=== DATA FOR ANALYSIS ===

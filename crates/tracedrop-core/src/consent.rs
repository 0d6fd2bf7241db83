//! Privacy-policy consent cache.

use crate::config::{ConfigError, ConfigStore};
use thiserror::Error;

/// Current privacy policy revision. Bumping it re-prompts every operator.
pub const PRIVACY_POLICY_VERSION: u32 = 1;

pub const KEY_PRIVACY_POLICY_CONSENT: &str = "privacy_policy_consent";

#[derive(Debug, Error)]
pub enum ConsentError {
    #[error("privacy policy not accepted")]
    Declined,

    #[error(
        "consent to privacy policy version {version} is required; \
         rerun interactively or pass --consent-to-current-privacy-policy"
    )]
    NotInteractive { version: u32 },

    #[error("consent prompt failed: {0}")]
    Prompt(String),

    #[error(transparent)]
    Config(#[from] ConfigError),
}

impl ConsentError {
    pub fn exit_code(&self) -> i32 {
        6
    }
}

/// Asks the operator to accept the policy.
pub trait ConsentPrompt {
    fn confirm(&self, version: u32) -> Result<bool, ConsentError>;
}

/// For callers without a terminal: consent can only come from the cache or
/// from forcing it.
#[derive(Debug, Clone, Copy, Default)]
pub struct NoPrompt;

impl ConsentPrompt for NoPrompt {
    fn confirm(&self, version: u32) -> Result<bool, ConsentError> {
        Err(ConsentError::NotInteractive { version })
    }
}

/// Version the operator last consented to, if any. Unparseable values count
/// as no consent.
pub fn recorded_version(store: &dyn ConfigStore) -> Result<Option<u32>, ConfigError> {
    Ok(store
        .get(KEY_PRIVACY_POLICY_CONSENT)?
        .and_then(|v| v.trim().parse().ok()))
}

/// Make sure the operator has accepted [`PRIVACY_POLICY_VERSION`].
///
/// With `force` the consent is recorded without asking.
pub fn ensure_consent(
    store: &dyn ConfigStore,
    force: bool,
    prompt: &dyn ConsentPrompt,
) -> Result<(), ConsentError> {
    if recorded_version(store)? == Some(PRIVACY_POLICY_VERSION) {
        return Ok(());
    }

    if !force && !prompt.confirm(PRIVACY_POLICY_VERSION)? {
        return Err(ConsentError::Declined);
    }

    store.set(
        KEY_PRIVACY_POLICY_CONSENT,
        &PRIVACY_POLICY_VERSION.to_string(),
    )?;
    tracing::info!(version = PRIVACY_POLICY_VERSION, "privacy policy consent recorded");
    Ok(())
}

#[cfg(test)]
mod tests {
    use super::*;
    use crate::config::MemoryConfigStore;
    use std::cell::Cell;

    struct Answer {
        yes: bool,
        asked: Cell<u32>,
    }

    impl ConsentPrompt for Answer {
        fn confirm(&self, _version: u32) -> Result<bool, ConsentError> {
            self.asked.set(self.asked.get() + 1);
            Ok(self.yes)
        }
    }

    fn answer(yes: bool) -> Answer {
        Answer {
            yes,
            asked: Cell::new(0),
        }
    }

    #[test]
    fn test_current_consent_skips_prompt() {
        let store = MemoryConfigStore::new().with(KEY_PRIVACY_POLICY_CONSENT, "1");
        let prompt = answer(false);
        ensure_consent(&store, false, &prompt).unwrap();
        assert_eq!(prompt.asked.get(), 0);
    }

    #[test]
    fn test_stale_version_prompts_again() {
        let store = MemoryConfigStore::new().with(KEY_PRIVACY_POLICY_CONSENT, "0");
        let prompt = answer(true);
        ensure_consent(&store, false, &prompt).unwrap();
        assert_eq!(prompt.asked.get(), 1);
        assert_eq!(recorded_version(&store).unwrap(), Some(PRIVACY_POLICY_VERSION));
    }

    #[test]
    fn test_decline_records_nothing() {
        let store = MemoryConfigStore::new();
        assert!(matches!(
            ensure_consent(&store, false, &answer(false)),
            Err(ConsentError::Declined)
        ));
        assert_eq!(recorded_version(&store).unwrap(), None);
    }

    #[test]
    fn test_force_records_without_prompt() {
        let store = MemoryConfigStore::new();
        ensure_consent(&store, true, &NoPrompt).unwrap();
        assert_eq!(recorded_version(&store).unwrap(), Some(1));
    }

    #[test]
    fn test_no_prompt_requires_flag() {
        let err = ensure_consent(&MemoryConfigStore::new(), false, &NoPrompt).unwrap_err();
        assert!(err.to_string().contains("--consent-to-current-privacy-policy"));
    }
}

===

--- WHAT TO WORK ON ---
Reproduce the records above exactly, character for character.

--- RESPONSE TO THE TASK ---
filename crates/tracedrop-core/src/consent.rs
repository 0d6fd2bf7241db83
//! Privacy-policy consent cache.

use crate::config::{ConfigError, ConfigStore};
use thiserror::Error;

/// Current privacy policy revision. Bumping it re-prompts every operator.
pub const PRIVACY_POLICY_VERSION: u32 = 1;

pub const KEY_PRIVACY_POLICY_CONSENT: &str = "privacy_policy_consent";

#[derive(Debug, Error)]
pub enum ConsentError {
    #[error("privacy policy not accepted")]
    Declined,

    #[error(
        "consent to privacy policy version {version} is required; \
         rerun interactively or pass --consent-to-current-privacy-policy"
    )]
    NotInteractive { version: u32 },

    #[error("consent prompt failed: {0}")]
    Prompt(String),

    #[error(transparent)]
    Config(#[from] ConfigError),
}

impl ConsentError {
    pub fn exit_code(&self) -> i32 {
        6
    }
}

/// Asks the operator to accept the policy.
pub trait ConsentPrompt {
    fn confirm(&self, version: u32) -> Result<bool, ConsentError>;
}

/// For callers without a terminal: consent can only come from the cache or
/// from forcing it.
#[derive(Debug, Clone, Copy, Default)]
pub struct NoPrompt;

impl ConsentPrompt for NoPrompt {
    fn confirm(&self, version: u32) -> Result<bool, ConsentError> {
        Err(ConsentError::NotInteractive { version })
    }
}

/// Version the operator last consented to, if any. Unparseable values count
/// as no consent.
pub fn recorded_version(store: &dyn ConfigStore) -> Result<Option<u32>, ConfigError> {
    Ok(store
        .get(KEY_PRIVACY_POLICY_CONSENT)?
        .and_then(|v| v.trim().parse().ok()))
}

/// Make sure the operator has accepted [`PRIVACY_POLICY_VERSION`].
///
/// With `force` the consent is recorded without asking.
pub fn ensure_consent(
    store: &dyn ConfigStore,
    force: bool,
    prompt: &dyn ConsentPrompt,
) -> Result<(), ConsentError> {
    if recorded_version(store)? == Some(PRIVACY_POLICY_VERSION) {
        return Ok(());
    }

    if !force && !prompt.confirm(PRIVACY_POLICY_VERSION)? {
        return Err(ConsentError::Declined);
    }

    store.set(
        KEY_PRIVACY_POLICY_CONSENT,
        &PRIVACY_POLICY_VERSION.to_string(),
    )?;
    tracing::info!(version = PRIVACY_POLICY_VERSION, "privacy policy consent recorded");
    Ok(())
}

#[cfg(test)]
mod tests {
    use super::*;
    use crate::config::MemoryConfigStore;
    use std::cell::Cell;

    struct Answer {
        yes: bool,
        asked: Cell<u32>,
    }

    impl ConsentPrompt for Answer {
        fn confirm(&self, _version: u32) -> Result<bool, ConsentError> {
            self.asked.set(self.asked.get() + 1);
            Ok(self.yes)
        }
    }

    fn answer(yes: bool) -> Answer {
        Answer {
            yes,
            asked: Cell::new(0),
        }
    }

    #[test]
    fn test_current_consent_skips_prompt() {
        let store = MemoryConfigStore::new().with(KEY_PRIVACY_POLICY_CONSENT, "1");
        let prompt = answer(false);
        ensure_consent(&store, false, &prompt).unwrap();
        assert_eq!(prompt.asked.get(), 0);
    }

    #[test]
    fn test_stale_version_prompts_again() {
        let store = MemoryConfigStore::new().with(KEY_PRIVACY_POLICY_CONSENT, "0");
        let prompt = answer(true);
        ensure_consent(&store, false, &prompt).unwrap();
        assert_eq!(prompt.asked.get(), 1);
        assert_eq!(recorded_version(&store).unwrap(), Some(PRIVACY_POLICY_VERSION));
    }

    #[test]
    fn test_decline_records_nothing() {
        let store = MemoryConfigStore::new();
        assert!(matches!(
            ensure_consent(&store, false, &answer(false)),
            Err(ConsentError::Declined)
        ));
        assert_eq!(recorded_version(&store).unwrap(), None);
    }

    #[test]
    fn test_force_records_without_prompt() {
        let store = MemoryConfigStore::new();
        ensure_consent(&store, true, &NoPrompt).unwrap();
        assert_eq!(recorded_version(&store).unwrap(), Some(1));
    }

    #[test]
    fn test_no_prompt_requires_flag() {
        let err = ensure_consent(&MemoryConfigStore::new(), false, &NoPrompt).unwrap_err();
        assert!(err.to_string().contains("--consent-to-current-privacy-policy"));
    }
}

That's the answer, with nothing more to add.